Ich umfasse Lauras Taille. Aus einem Impuls heraus atme ich den Duft ihres Parfüms ein, unter den sich eine leicht süßsaure Note zu schleichen scheint. „Schnupperst du gerade?“, fragt Laura überrascht und löst damit ein amüsiertes Kichern bei Nadine und meiner Mutter aus. „Ich glaube, seine Veränderung beginnt langsam. Dann sollte ich euch noch etwas zeigen, bevor ich mich mit meinem Gefährten für heute Nacht treffe“, sagt meine Schwester und bindet ihre Haare zu einem Zopf.
„Achtet auf meine Ohren und meine Augen.“ Wir beobachten sie gespannt, wie sie kurz die Augen schließt und wieder öffnet. Ihre vormals blauen Augen haben einen satteren, unnatürlichen Blauton angenommen und scheinen ein wenig zu leuchten. Gleichzeitig ziehen sich ihre Ohren leicht in die Länge und bilden frech aufgerichtete Spitzen aus. Laura und ich schauen sie erschrocken an, während meine Mutter gelassen bleibt. „Das ist nur ein Teil meiner wahren Gestalt. Nach deiner Veränderung wirst du es immer sehen, aber vor Sterblichen wie Laura können wir es mühelos verbergen“, erklärt Nadine und nimmt wieder ihre für mich gewohnte Gestalt an. „Jetzt muss ich aber los, ich musste mich schon lange genug beherrschen!“
Im nächsten Moment scheinen mehrere Dinge zugleich mit ihr zu passieren. Zum einen fällt eine bisher unbemerkte Anspannung von ihr ab und sie wirkt fröhlicher und lockerer, zugleich scheint sie binnen Lidschlägen zu reifen und strahlt ein inneres Leuchten aus. „Viel Spaß euch beiden, wir sehen uns morgen!“, verkündet Nadine mit melodischer Stimme und verschwindet durch die Terrassentür ins Freie. Mein Blick folgt ihr kurz, dann schaue ich zu meiner Mutter und Laura. „Und jetzt?“
* * *
Ich muss ohnmächtig geworden sein, denn als ich wieder zu mir komme, liege ich auf dem Sofa, den Kopf auf Lauras Oberschenkel gebettet. Meine Mutter sitzt noch immer auf dem Sofa gegenüber, daher vermute ich, dass noch nicht viel Zeit vergangen ist. Dennoch wirkt der ganze Raum und alles um mich herum anders. Alles wirkt heller, detailreicher und die Farben kräftiger. Mühelos erkenne ich selbst kleinste Poren auf Lauras Haut und meine Spiegelung in ihren Augen. Das Rauschen ihres Blutes in ihren Adern und ihr Herzschlag, schnell, aber gleichmäßig dringen an meine Ohren und meine Nase kribbelt unter den einstürmenden Aromen ihres Parfüms, des Shampoos und dem nun stärker durchkommenden Geruch ihres Körpers. Unter den aufmerksamen Blicken der beiden richte ich mich auf. Die Kleidung, sonst nur eine beiläufige Berührung auf der Haut, scheint stärker zu kratzen und schwerer auf mir zu liegen.

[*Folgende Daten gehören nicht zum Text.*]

#[cfg(test)]
mod tests {
    use axum::extract::{Path, Query, State};
    use axum::http::StatusCode;
    use axum::Json;
    use chrono::Utc;
    use rust_decimal::Decimal;

    use quotar_core::config::AppConfig;
    use quotar_core::domain::client::{Client, ClientId, CompanyStage};
    use quotar_core::domain::principal::{Principal, Role};
    use quotar_core::domain::product::{Product, ProductId};
    use quotar_core::domain::quotation::{CreateQuotation, LineItemInput, QuotationStatus};
    use quotar_core::listing::QuotationListParams;

    use super::{
        create_quotation, decide_quotation, download_document, escape_csv_field, list_quotations,
        set_converted, ConvertedRequest, DecisionRequest,
    };
    use crate::auth::CurrentPrincipal;
    use crate::pdf::PdfRenderer;
    use crate::state::AppState;

    async fn test_state(tag: &str) -> AppState {
        let url = format!("sqlite:file:{tag}?mode=memory&cache=shared");
        let pool = quotar_db::connect_with_settings(&url, 1, 5).await.expect("connect");
        quotar_db::migrations::run_pending(&pool).await.expect("migrate");
        seed_catalog(&pool).await;

        let config = AppConfig::default();
        let renderer = PdfRenderer::with_embedded_templates(
            std::env::temp_dir().join(format!("quotar-test-{tag}")),
            5,
            config.company.clone(),
        );
        AppState::new(pool, renderer, config.company, None)
    }

    async fn seed_catalog(pool: &quotar_db::DbPool) {
        let now = Utc::now();
        quotar_db::repositories::SqlClientRepository::new(pool.clone())
            .insert(&Client {
                id: ClientId("client-1".to_string()),
                name: "Meera Nair".to_string(),
                emails: vec!["meera@globex.example".to_string()],
                phones: vec!["+91-9810000002".to_string()],
                position: None,
                address: None,
                place: None,
                city: None,
                state: None,
                pin: None,
                company_name: "Globex Industries".to_string(),
                company_code: "GLB02".to_string(),
                company_stage: CompanyStage::Building,
                created_by: "u-manager".to_string(),
                created_at: now,
                updated_at: now,
            })
            .await
            .expect("seed client");

        quotar_db::repositories::SqlProductRepository::new(pool.clone())
            .insert(&Product {
                id: ProductId("prod-1".to_string()),
                title: "Axial Flow Fan".to_string(),
                model: Some("AF-450".to_string()),
                make: None,
                image: None,
                specification: None,
                price: Some(Decimal::new(10_000, 2)),
                notes: None,
                terms_and_conditions: None,
                description: None,
                created_at: now,
                updated_at: now,
            })
            .await
            .expect("seed product");
    }

    fn manager() -> CurrentPrincipal {
        CurrentPrincipal(Principal { id: "u-manager".to_string(), role: Role::Manager, name: None })
    }

    fn admin() -> CurrentPrincipal {
        CurrentPrincipal(Principal { id: "u-admin".to_string(), role: Role::Admin, name: None })
    }

    fn create_input() -> CreateQuotation {
        CreateQuotation {
            title: "Ventilation upgrade".to_string(),
            subject: "Supply of axial fans".to_string(),
            formal_message: "We are pleased to quote as under.".to_string(),
            client_id: "client-1".to_string(),
            line_items: vec![LineItemInput {
                product_id: "prod-1".to_string(),
                unit: "nos".to_string(),
                quantity: 2,
                unit_price: Decimal::new(10_000, 2),
                ..LineItemInput::default()
            }],
            related_products: Vec::new(),
            suggested_products: Vec::new(),
            machine_installation: None,
            notes: None,
            billing_details: "GST extra".to_string(),
            supply: "4 weeks".to_string(),
            installation_and_commissioning: "Client scope".to_string(),
            terms_and_conditions: "Ex-works".to_string(),
            signature_image: None,
            tax_enabled: None,
            tax_rate_percent: None,
            total_amount: None,
        }
    }

    #[tokio::test]
    async fn create_saves_record_and_surfaces_render_failure_distinctly() {
        let state = test_state("handlers_create").await;

        let (status, Json(response)) =
            create_quotation(State(state.clone()), manager(), Json(create_input()))
                .await
                .expect("create");

        assert_eq!(status, StatusCode::CREATED);
        assert_eq!(response.quotation.total_amount, Decimal::new(20_000, 2));
        // No wkhtmltopdf in the test environment: the save stands and the
        // failure is reported with its own kind.
        let render_error = response.render_error.expect("render failure expected");
        assert_eq!(render_error.kind, "render_failure");

        let stored = state
            .quotations
            .get(&response.quotation.id, &manager().0)
            .await
            .expect("record persisted despite render failure");
        assert_eq!(stored.reference_number, response.quotation.reference_number);
    }

    #[tokio::test]
    async fn decide_is_admin_only_and_terminal() {
        let state = test_state("handlers_decide").await;

        let (_, Json(created)) =
            create_quotation(State(state.clone()), manager(), Json(create_input()))
                .await
                .expect("create");
        let id = created.quotation.id.0.clone();

        let error = decide_quotation(
            State(state.clone()),
            manager(),
            Path(id.clone()),
            Json(DecisionRequest { action: "approve".to_string() }),
        )
        .await
        .expect_err("manager may not decide");
        assert_eq!(error.status, StatusCode::FORBIDDEN);

        let Json(approved) = decide_quotation(
            State(state.clone()),
            admin(),
            Path(id.clone()),
            Json(DecisionRequest { action: "approve".to_string() }),
        )
        .await
        .expect("admin approves");
        assert_eq!(approved.quotation.status, QuotationStatus::Accepted);

        let error = decide_quotation(
            State(state.clone()),
            admin(),
            Path(id),
            Json(DecisionRequest { action: "reject".to_string() }),
        )
        .await
        .expect_err("terminal status conflicts");
        assert_eq!(error.status, StatusCode::CONFLICT);
        assert_eq!(error.body.kind, "conflict");
    }

    #[tokio::test]
    async fn converted_rejects_unknown_stages() {
        let state = test_state("handlers_converted").await;

        let (_, Json(created)) =
            create_quotation(State(state.clone()), manager(), Json(create_input()))
                .await
                .expect("create");
        let id = created.quotation.id.0.clone();

        let error = set_converted(
            State(state.clone()),
            manager(),
            Path(id.clone()),
            Json(ConvertedRequest { converted: "won".to_string() }),
        )
        .await
        .expect_err("unknown stage");
        assert_eq!(error.status, StatusCode::BAD_REQUEST);

        let Json(updated) = set_converted(
            State(state),
            manager(),
            Path(id),
            Json(ConvertedRequest { converted: "booked".to_string() }),
        )
        .await
        .expect("valid stage");
        assert_eq!(updated.quotation.converted.as_str(), "booked");
    }

    #[tokio::test]
    async fn document_download_reports_render_failure_when_converter_missing() {
        let state = test_state("handlers_document").await;

        let (_, Json(created)) =
            create_quotation(State(state.clone()), manager(), Json(create_input()))
                .await
                .expect("create");

        let error = download_document(State(state), manager(), Path(created.quotation.id.0))
            .await
            .expect_err("render-on-demand cannot succeed without wkhtmltopdf");
        assert_eq!(error.body.kind, "render_failure");
    }

    #[tokio::test]
    async fn list_scopes_and_echoes_filters() {
        let state = test_state("handlers_list").await;

        create_quotation(State(state.clone()), manager(), Json(create_input()))
            .await
            .expect("create");

        let params = QuotationListParams {
            status: Some("draft".to_string()),
            ..QuotationListParams::default()
        };
        let Json(response) = list_quotations(State(state), manager(), Query(params))
            .await
            .expect("list");

        assert_eq!(response.pagination.total, 1);
        assert_eq!(response.filters["status"], "draft");
    }

    #[test]
    fn csv_fields_are_escaped() {
        assert_eq!(escape_csv_field("plain"), "plain");
        assert_eq!(escape_csv_field("has,comma"), "\"has,comma\"");
        assert_eq!(escape_csv_field("has \"quote\""), "\"has \"\"quote\"\"\"");
        assert_eq!(escape_csv_field("line\nbreak"), "\"line\nbreak\"");
    }
}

„Wie lange war ich bewusstlos?“, frage ich, immer noch irritiert von den vielen Sinneseindrücken. „Nur ein paar Minuten.“ Ich nicke. „Ich dachte, ich würde mich verwandeln, aber ich bin noch ich selbst.“ Das war keine Frage, dennoch antwortet meine Mutter. „Du musst dich jetzt ins Mondlicht stellen. Aber lass dich von uns stützen.“ Ich nicke und lasse mich auf wackeligen Beinen von den beiden nach draußen führen. Die hohe Hecke bietet ausreichend Sichtschutz, sollte doch jemand zufällig vorbeikommen. Der Mond ist noch hinter einer Wolke verborgen, doch auch das reicht aus und mein ganzer Körper beginnt zu kribbeln. Ich schließe die Augen, atme die kühle Luft und die unzähligen neuen Aromen ein, während das Kribbeln stärker wird und mich wohlige Wärme umschließt. Ich versuche, die Augen zu öffnen, doch mein Körper scheint sich meinen Befehlen sanft zu entziehen. Wie aus weiter Ferne höre ich undeutlich Lauras Stimme, erahne ich mehr ihre Berührung, als dass ich sie wirklich spüre.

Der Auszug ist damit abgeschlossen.